# Stored data entries:
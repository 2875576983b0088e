//! Registry and error-context behavior under concurrent callers.

use std::collections::HashSet;
use std::sync::Arc;
use std::thread;

use renterbind_core::{BindingError, ContextKey, ErrorContext, Handle, HandleRegistry};

#[test]
fn concurrent_stores_never_share_a_handle() {
    let registry = Arc::new(HandleRegistry::new(100_000));
    let threads: Vec<_> = (0..8)
        .map(|t| {
            let registry = Arc::clone(&registry);
            thread::spawn(move || {
                (0..1000)
                    .map(|i| registry.store(t * 1000 + i).unwrap())
                    .collect::<Vec<Handle>>()
            })
        })
        .collect();

    let mut seen = HashSet::new();
    for t in threads {
        for h in t.join().unwrap() {
            assert!(!h.is_null());
            assert!(seen.insert(h), "duplicate handle {}", h);
        }
    }
    assert_eq!(registry.len(), 8000);
}

#[test]
fn load_racing_release_is_present_or_absent() {
    let registry = Arc::new(HandleRegistry::new(100_000));
    let handles: Vec<Handle> = (0..2000u32)
        .map(|i| registry.store(Arc::new(i)).unwrap())
        .collect();
    let handles = Arc::new(handles);

    let releaser = {
        let registry = Arc::clone(&registry);
        let handles = Arc::clone(&handles);
        thread::spawn(move || {
            for h in handles.iter() {
                registry.release(*h);
            }
        })
    };
    let loaders: Vec<_> = (0..4)
        .map(|_| {
            let registry = Arc::clone(&registry);
            let handles = Arc::clone(&handles);
            thread::spawn(move || {
                for (i, h) in handles.iter().enumerate() {
                    match registry.load(*h) {
                        Ok(v) => assert_eq!(*v, i as u32),
                        Err(BindingError::InvalidHandle(bad)) => assert_eq!(bad, *h),
                        Err(other) => panic!("unexpected error {other}"),
                    }
                }
            })
        })
        .collect();

    releaser.join().unwrap();
    for l in loaders {
        l.join().unwrap();
    }
    assert!(registry.is_empty());
    for h in handles.iter() {
        assert!(registry.load(*h).is_err());
    }
}

#[test]
fn per_handle_error_slots_do_not_clobber() {
    let errors = Arc::new(ErrorContext::new());
    let threads: Vec<_> = (1..=8usize)
        .map(|n| {
            let errors = Arc::clone(&errors);
            thread::spawn(move || {
                let key = ContextKey::from(Handle::from_raw(n));
                for _ in 0..200 {
                    errors.record(key, "us_file_read", &format!("client {n} failed"));
                }
            })
        })
        .collect();
    for t in threads {
        t.join().unwrap();
    }
    for n in 1..=8usize {
        assert_eq!(
            errors.fetch(ContextKey::from_raw(n)).unwrap(),
            format!("us_file_read: client {n} failed")
        );
    }
    assert!(errors.fetch(ContextKey::GLOBAL).is_none());
}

# Activity:
Every line above with the word "ContextKey" belongs in the answer, copied as written.

# Solved exercise:
use renterbind_core::{BindingError, ContextKey, ErrorContext, Handle, HandleRegistry};
                let key = ContextKey::from(Handle::from_raw(n));
            errors.fetch(ContextKey::from_raw(n)).unwrap(),
    assert!(errors.fetch(ContextKey::GLOBAL).is_none());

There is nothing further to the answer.